Health & Medical Lose Weight

How To Plan Your Weight Loss Program Successfully

If you fail to plan your weight loss program very well, then you are planning to fail.
So many people start off different weight loss and diet plans each year but give up after a month or two because they claim that their program has "failed" them.
However, if you look at most of these "failed" attempts closely, you will discover that the reason why most of them failed to get their desired weight loss goals is because they simply did not prepare well enough.
In this article we shall be looking at a strategy that you can use to successfully plan and prepare for your weight loss program; this strategy is known as the SMART strategy and the different components of this strategy are outlined below: S- Have specific goals You must have specific goals that you want to achieve with your program; you might want to feel healthy and fit again; you might also aim to fit into your former favourite clothes again.
Set your measurable goals and write them down.
M-Have measurable goals You must have measurable goals; you must define the exact amount of extra body fat that you aim to lose.
For example you might target to lose 10 pounds.
Set your measurable goals and write them down.
A-Take action You must take action to change your diet and lifestyle.
You must actually eat a low glycaemic index diet which cuts off the consumption of junk food; sugar based snacks like cookies, candy, soda, and cakes.
Plan your meals well ahead of time; plan your breakfast, lunch, and dinner meals in accordance with the diet rules laid out in the program that you are using.
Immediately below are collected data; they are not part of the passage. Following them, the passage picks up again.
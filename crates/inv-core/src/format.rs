//! ja-JP display formatting
//!
//! Numbers round half away from zero and group thousands with `,`, currency
//! is whole yen with the full-width sign, and dates use 年/月/日.

use std::fmt::Display;

use chrono::{DateTime, TimeZone};

/// Default cut-off for [`truncate_text`]
pub const DEFAULT_TRUNCATE_LENGTH: usize = 50;

/// `1234.5, 1` → `"1,234.5"`
pub fn format_number(value: f64, decimals: usize) -> String {
    if value.is_nan() {
        return "NaN".to_string();
    }
    if value.is_infinite() {
        return if value < 0.0 { "-∞" } else { "∞" }.to_string();
    }

    let factor = 10f64.powi(decimals as i32);
    let rounded = (value.abs() * factor).round() / factor;
    let digits = format!("{rounded:.decimals$}");
    let (int_part, frac_part) = match digits.split_once('.') {
        Some((int_part, frac_part)) => (int_part, Some(frac_part)),
        None => (digits.as_str(), None),
    };

    let mut out = String::with_capacity(digits.len() + digits.len() / 3 + 1);
    if value < 0.0 && rounded != 0.0 {
        out.push('-');
    }
    out.push_str(&group_thousands(int_part));
    if let Some(frac_part) = frac_part {
        out.push('.');
        out.push_str(frac_part);
    }
    out
}

fn group_thousands(digits: &str) -> String {
    let mut grouped = String::with_capacity(digits.len() + digits.len() / 3);
    for (idx, ch) in digits.chars().enumerate() {
        if idx > 0 && (digits.len() - idx) % 3 == 0 {
            grouped.push(',');
        }
        grouped.push(ch);
    }
    grouped
}

/// Whole yen: `-1234.4` → `"-￥1,234"`
pub fn format_currency(amount: f64) -> String {
    let number = format_number(amount, 0);
    match number.strip_prefix('-') {
        Some(abs) => format!("-￥{abs}"),
        None => format!("￥{number}"),
    }
}

/// `12.345, 1` → `"12.3%"`
pub fn format_percent(value: f64, decimals: usize) -> String {
    format!("{}%", format_number(value, decimals))
}

/// `1200, "g"` → `"1,200 g"`
pub fn format_quantity(quantity: f64, unit: &str) -> String {
    format!("{} {}", format_number(quantity, 0), unit)
}

/// `2024年12月01日`
pub fn format_date<Tz: TimeZone>(date: &DateTime<Tz>) -> String
where
    Tz::Offset: Display,
{
    date.format("%Y年%m月%d日").to_string()
}

/// `2024年12月01日 09:30`
pub fn format_date_time<Tz: TimeZone>(date: &DateTime<Tz>) -> String
where
    Tz::Offset: Display,
{
    date.format("%Y年%m月%d日 %H:%M").to_string()
}

/// `12/01`
pub fn format_short_date<Tz: TimeZone>(date: &DateTime<Tz>) -> String
where
    Tz::Offset: Display,
{
    date.format("%m/%d").to_string()
}

/// Cut `text` to `max_chars` characters, appending `...` when shortened
pub fn truncate_text(text: &str, max_chars: usize) -> String {
    match text.char_indices().nth(max_chars) {
        Some((byte_idx, _)) => format!("{}...", &text[..byte_idx]),
        None => text.to_string(),
    }
}

/// `ORD-20241201-0042`; the sequence wraps at 10 000
pub fn order_number<Tz: TimeZone>(date: &DateTime<Tz>, sequence: u32) -> String
where
    Tz::Offset: Display,
{
    format!("ORD-{}-{:04}", date.format("%Y%m%d"), sequence % 10_000)
}

#[cfg(test)]
mod tests {
    use super::*;
    use chrono::Utc;

    #[test]
    fn test_format_number() {
        assert_eq!(format_number(0.0, 0), "0");
        assert_eq!(format_number(999.0, 0), "999");
        assert_eq!(format_number(1234.0, 0), "1,234");
        assert_eq!(format_number(1234567.891, 2), "1,234,567.89");
        assert_eq!(format_number(2.5, 0), "3");
        assert_eq!(format_number(-1500.0, 0), "-1,500");
        assert_eq!(format_number(-0.2, 0), "0");
    }

    #[test]
    fn test_format_currency() {
        assert_eq!(format_currency(4000.0), "￥4,000");
        assert_eq!(format_currency(-15000.0), "-￥15,000");
        assert_eq!(format_currency(0.0), "￥0");
    }

    #[test]
    fn test_percent_and_quantity() {
        assert_eq!(format_percent(12.345, 1), "12.3%");
        assert_eq!(format_percent(70.0, 1), "70.0%");
        assert_eq!(format_quantity(1200.0, "g"), "1,200 g");
    }

    #[test]
    fn test_dates() {
        let date = Utc.with_ymd_and_hms(2024, 12, 1, 9, 5, 0).unwrap();
        assert_eq!(format_date(&date), "2024年12月01日");
        assert_eq!(format_date_time(&date), "2024年12月01日 09:05");
        assert_eq!(format_short_date(&date), "12/01");
        assert_eq!(order_number(&date, 42), "ORD-20241201-0042");
    }

    #[test]
    fn test_truncate_text_counts_chars() {
        assert_eq!(truncate_text("和牛サーロイン", 2), "和牛...");
        assert_eq!(truncate_text("short", DEFAULT_TRUNCATE_LENGTH), "short");
        assert_eq!(truncate_text("abc", 3), "abc");
    }
}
Drink lots of water and also drink some tea and coffee.
Make sure that you get up and do your exercises; mere sitting down and saying that you will do exercises will only lead to failure.
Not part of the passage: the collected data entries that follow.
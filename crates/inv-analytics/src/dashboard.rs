//! Dashboard summary and alert generation

use chrono::{DateTime, Utc};
use inv_core::{Alert, AlertKind, Order, Product, Severity, StockLevel, StockTransaction, TransactionType};
use inv_core::format::format_quantity;
use serde::{Deserialize, Serialize};
use tracing::debug;

use crate::expiry::{days_until_expiry_at, expiring_products};
use crate::policy::AnalyticsPolicy;
use crate::stock::{inventory_value, stock_level};
use crate::turnover::turnover_rate;

/// Headline numbers for the dashboard cards
#[derive(Debug, Clone, Default, PartialEq, Serialize)]
#[serde(rename_all = "camelCase")]
pub struct DashboardStats {
    pub total_inventory_value: f64,
    pub product_count: usize,
    pub low_stock_count: usize,
    pub expiring_count: usize,
    pub pending_orders: usize,
    pub sales_amount: f64,
    pub turnover_rate: f64,
}

pub fn dashboard_stats(
    products: &[Product],
    transactions: &[StockTransaction],
    orders: &[Order],
    now: DateTime<Utc>,
    policy: &AnalyticsPolicy,
) -> DashboardStats {
    let total_inventory_value = inventory_value(products);
    let sales_amount: f64 = transactions
        .iter()
        .filter(|transaction| transaction.kind == TransactionType::Out)
        .map(|transaction| transaction.total_amount)
        .sum();

    DashboardStats {
        total_inventory_value,
        product_count: products.len(),
        low_stock_count: products
            .iter()
            .filter(|product| stock_level(product) == StockLevel::Low)
            .count(),
        expiring_count: expiring_products(products, now, policy.expiry_warning_days).len(),
        pending_orders: orders.iter().filter(|order| order.is_pending()).count(),
        sales_amount,
        turnover_rate: turnover_rate(sales_amount, total_inventory_value),
    }
}

/// Which alert kinds to raise
#[derive(Debug, Clone, Copy, PartialEq, Eq, Serialize, Deserialize)]
#[serde(default, rename_all = "camelCase")]
pub struct AlertToggles {
    pub low_stock: bool,
    pub excess_stock: bool,
    pub expiry: bool,
}

impl Default for AlertToggles {
    fn default() -> Self {
        Self {
            low_stock: true,
            excess_stock: true,
            expiry: true,
        }
    }
}

/// One alert per low stock, excess stock and expiring product
///
/// Most severe first; alerts of equal severity follow product order.
pub fn generate_alerts(
    products: &[Product],
    now: DateTime<Utc>,
    policy: &AnalyticsPolicy,
    toggles: &AlertToggles,
) -> Vec<Alert> {
    let mut alerts = Vec::new();

    if toggles.expiry {
        for product in expiring_products(products, now, policy.expiry_warning_days) {
            let Some(expiry) = product.expiry_date else {
                continue;
            };
            let days = days_until_expiry_at(expiry, now);
            let message = if days > 0 {
                format!("{}の賞味期限まであと{}日です", product.name, days)
            } else {
                format!("{}の賞味期限が切れています", product.name)
            };
            alerts.push(alert(AlertKind::Expiry, Severity::Error, product, message, now));
        }
    }

    for product in products {
        match stock_level(product) {
            StockLevel::Low if toggles.low_stock => {
                let message = format!(
                    "{}の在庫が最低在庫数を下回っています（現在: {}）",
                    product.name,
                    format_quantity(product.current_stock, &product.unit)
                );
                alerts.push(alert(AlertKind::LowStock, Severity::Warning, product, message, now));
            }
            StockLevel::Excess if toggles.excess_stock => {
                let message = format!(
                    "{}の在庫が最大在庫数を超えています（現在: {}）",
                    product.name,
                    format_quantity(product.current_stock, &product.unit)
                );
                alerts.push(alert(AlertKind::ExcessStock, Severity::Info, product, message, now));
            }
            _ => {}
        }
    }

    alerts.sort_by(|a, b| b.severity.cmp(&a.severity));
    debug!(alerts = alerts.len(), "generated alerts");
    alerts
}

fn alert(kind: AlertKind, severity: Severity, product: &Product, message: String, now: DateTime<Utc>) -> Alert {
    Alert {
        id: format!("alert-{}-{}", kind_slug(kind), product.id),
        kind,
        severity,
        title: kind.label().to_string(),
        message,
        product_id: Some(product.id.clone()),
        date: now,
        is_read: false,
    }
}

fn kind_slug(kind: AlertKind) -> &'static str {
    match kind {
        AlertKind::LowStock => "low",
        AlertKind::ExcessStock => "excess",
        AlertKind::Expiry => "expiry",
        AlertKind::OrderRequired => "order",
    }
}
Do not allow excuses deter you from doing your exercises because there will always be one form of excuse or the other that your circumstances will bring up to stop you from exercising every day.
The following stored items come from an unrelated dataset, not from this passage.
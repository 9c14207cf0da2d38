pub mod csv_source;
pub mod fixtures;

pub use csv_source::CsvImport;
pub use fixtures::FixtureSet;
//! Lookup of products by category and supplier

use ahash::AHashMap;
use inv_core::Product;

/// Product ids grouped by category and by supplier, in catalogue order
#[derive(Debug, Clone, Default)]
pub struct ProductIndex {
    by_category: AHashMap<String, Vec<String>>,
    by_supplier: AHashMap<String, Vec<String>>,
}

impl ProductIndex {
    pub fn new() -> Self {
        Self::default()
    }

    pub fn build(products: &[Product]) -> Self {
        let mut index = Self::new();
        for product in products {
            index.add(product);
        }
        index
    }

    pub fn add(&mut self, product: &Product) {
        self.by_category
            .entry(product.category_id.clone())
            .or_default()
            .push(product.id.clone());
        if let Some(supplier_id) = &product.supplier_id {
            self.by_supplier
                .entry(supplier_id.clone())
                .or_default()
                .push(product.id.clone());
        }
    }

    pub fn category(&self, category_id: &str) -> &[String] {
        self.by_category
            .get(category_id)
            .map(Vec::as_slice)
            .unwrap_or_default()
    }

    pub fn supplier(&self, supplier_id: &str) -> &[String] {
        self.by_supplier
            .get(supplier_id)
            .map(Vec::as_slice)
            .unwrap_or_default()
    }

    pub fn category_count(&self) -> usize {
        self.by_category.len()
    }

    pub fn clear(&mut self) {
        self.by_category.clear();
        self.by_supplier.clear();
    }
}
It is not the intensity nor the type of exercise that you do that determines your success, it is your consistency that determines your success.
R- Set realistic goals Do not set goals that you will not be able to achieve, as this will only lead to discouragement; for an average overweight woman or man, you should target to lose 10 pounds but if you are obese you should target to lose 100 pounds.
T-Set a time limit Decide the time frame within which you want to achieve your desired targets.
Know your current weight and determine the amount of excess weight that you want to shed within a given time frame.
If you set to lose an average of 1 pound of extra weight every week, you would lose 10 pounds of extra weight within 10 weeks; if you set to lose an average of 2 pounds per week then you would lose 10 pounds within 5 weeks.
To lose an average of 1 pound per week, you have to either consume 500 calories less than what your body needs or you would have to burn 250 calories through exercise and eat 250 calories less than what your body needs.
If you want to lose an average of 2 pounds per week, you have to create a daily negative calorie balance of 1000 calories either through diet alone or through diet and exercise.